«No quiero volver a casarme —33 años de matrimonio fueron suficientes». La historia de una mujer que comenzó a vivir de nuevo tras los 55
Me llamo Carmen López Martínez. Nací y viví toda mi vida en Andalucía. Ahora tengo 61 años, pero créanme, jamás me había sentido tan libre y plenamente viva. Hace apenas siete años, pensaba que todo había terminado: la vida quedaba atrás, y solo me esperaban la huerta, las pastillas y la vejez. Pero me equivoqué. Y ahora quiero contarles mi historia —quizá sea una revelación para alguno de ustedes.
Me casé a los 22. Él parecía confiable: no bebía, no fumaba, tenía habilidad con las manos, trabajador. Todo muy sensato. Tuve tres hijos: dos varones y una hija. El menor, Juanito, a los 37. Entre él y sus hermanos había una brecha de años. Tuve que aprender de nuevo a ser madre —ya no joven, cansada, pero aún llena de amor. Siempre estuve presente: sin vicios, paciente, serena. Viví para ellos. Trabajé, me esforcé, pero me privé de casi todo. Todo para la familia, el hogar, la rutina. No viajaba, no descansaba. Aunque soñaba. Soñaba tanto que en las noches paseaba por las calles de París, que nunca conocí.
Antes del matrimonio, mi vida era más vibrante. Viajaba, recorría el país con amigas, era una chica llena de vida. Después… comenzó la «existencia bajo un guión». Él no era malo. No. No bebía, proveía, evitaba conflictos. Pero era vacío. Apático. Siempe absorto en su afición: la caza. Tres podencos de raza, escopetas, tiendas de campaña, cuchillos… Todo para el monte. ¿Y yo? Ni siquiera pude tener un gato. Los odiaba. Como casi todo lo que yo amaba.

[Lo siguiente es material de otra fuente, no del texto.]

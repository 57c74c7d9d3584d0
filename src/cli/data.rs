//! Local data management commands

use colored::Colorize;
use dialoguer::{Confirm, theme::ColorfulTheme};

use crate::cli::args::GlobalOptions;
use crate::cli::{OutputFormat, context};
use crate::config::Config;
use crate::error::Result;
use crate::mirror::{LocalMirror, MirrorStorage};

/// Clear all locally stored logs and the local goal
pub fn clear(opts: &GlobalOptions, yes: bool) -> Result<()> {
    let config = Config::load_or_default_at(opts.config_ref())?;
    let format = context::resolve_format(opts.format, &config);

    if !yes {
        let confirmed = Confirm::with_theme(&ColorfulTheme::default())
            .with_prompt("Delete all water logs stored on this machine?")
            .default(false)
            .interact()?;
        if !confirmed {
            println!("Nothing deleted.");
            return Ok(());
        }
    }

    let removed = LocalMirror::open()?.reset()?;
    log::debug!("Removed {} local log(s)", removed);

    match format {
        OutputFormat::Json => {
            let json = serde_json::json!({
                "logs_removed": removed,
                "success": true,
            });
            println!("{}", serde_json::to_string_pretty(&json)?);
        }
        OutputFormat::Pretty | OutputFormat::Table => {
            println!("{} Cleared {} local log(s)", "✓".green(), removed);
        }
    }

    Ok(())
}

/// Print the local data directory
pub fn path() -> Result<()> {
    println!("{}", MirrorStorage::data_dir()?.display());
    Ok(())
}
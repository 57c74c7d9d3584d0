//! JSON output formatting

use chrono::Utc;
use serde::{Deserialize, Serialize};

/// Wrapper for JSON output with metadata
#[derive(Debug, Serialize, Deserialize)]
pub struct JsonOutput<T> {
    /// The actual data
    pub data: T,

    /// Metadata about the response
    pub meta: Metadata,
}

/// Metadata included in JSON output
#[derive(Debug, Serialize, Deserialize)]
pub struct Metadata {
    /// Timestamp of the response
    pub timestamp: String,

    /// CLI version
    pub version: String,

    /// Whether the data came from the local mirror
    #[serde(default, skip_serializing_if = "std::ops::Not::not")]
    pub offline: bool,
}

impl<T> JsonOutput<T> {
    /// Create a new JSON output with metadata
    pub fn new(data: T) -> Self {
        Self {
            data,
            meta: Metadata {
                timestamp: Utc::now().to_rfc3339(),
                version: env!("CARGO_PKG_VERSION").to_string(),
                offline: false,
            },
        }
    }

    pub fn offline(mut self, offline: bool) -> Self {
        self.meta.offline = offline;
        self
    }
}

/// Format data as pretty-printed JSON
pub fn format_json<T: Serialize + ?Sized>(data: &T) -> Result<String, serde_json::Error> {
    serde_json::to_string_pretty(&JsonOutput::new(data))
}

/// Format data as pretty-printed JSON, marking where it came from
pub fn format_json_from<T: Serialize + ?Sized>(
    data: &T,
    offline: bool,
) -> Result<String, serde_json::Error> {
    serde_json::to_string_pretty(&JsonOutput::new(data).offline(offline))
}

Cuando cumplí 55, los hijos se independizaron. Aún no había nietos. Y por primera vez en décadas, me vi sola frente a ese hombre indiferente y mudo. Lo miré y entendí: no quería seguir así. No ser un mueble en su casa. No morir sin haber probado la libertad.
En septiembre, al jubilarme, le propuse el divorcio. Sin dramas. Le cedí la mitad del piso de tres habitaciones, el garaje, el coche, la parcela, la caseta de caza y todos sus perros con su arsenal. A cambio, pedí solo un apartamento de dos dormitorios en el barrio contiguo. Asintió en silencio. Ya todo le daba igual. Entre nosotros no quedaba nada. Ni palabras, ni miradas, ni alma.
En noviembre me mudé. Con una maleta. Sin muebles. Sin vajilla. Sin paredes conocidas. Abrí la puerta de mi nuevo hogar, me senté en el suelo y… lloré. No de tristeza. De felicidad. Por primera vez en años, respiraba libertad.
Poco a poco, lo fui adaptando. Cambié ventanas, puertas, tuberías. Hice reformas básicas. Compré muebles sencillos pero acogedores. Adopté dos gatos esfinge. Les llamé Celia y Marisol. Por primera vez en décadas, elegí lo que deseaba.
Han pasado seis años. Desde entonces, he visitado la Costa Brava, la Costa del Sol, Sevilla, Valencia, Barcelona. Voy al teatro, a exposiciones, a museos. Nado en la piscina municipal, horneo magdalenas, tejo bufandas para mis nietos. Sí, ahora los tengo —soy una abuela dichosa, y mis hijos vienen a verme a menudo. Reímos, charlamos, nos abrazamos. Somos una familia auténtica. Cálida, sin miedo a ser ignorada.
A veces mi exmarido llama. Pregunta cómo estoy. Dice que me echa de menos. Pero ya lo perdoné y solté hace tiempo. ¿Volver? Jamás. Estuve casada 33 años. Fue suficiente. Ahora vivo sola, pero no solitaria. Tengo mi sillón favorito, el café matinal junto a la ventana, mis libros, mis gatas, mis amigas y la tranquilidad que ya no me asusta.
Cumpliré 61 este otoño. Y no quiero un nuevo marido. Al fin vivo sin concesiones. ¿Saben qué les digo? La vida comienza cuando te atreves a elegirte a ti misma.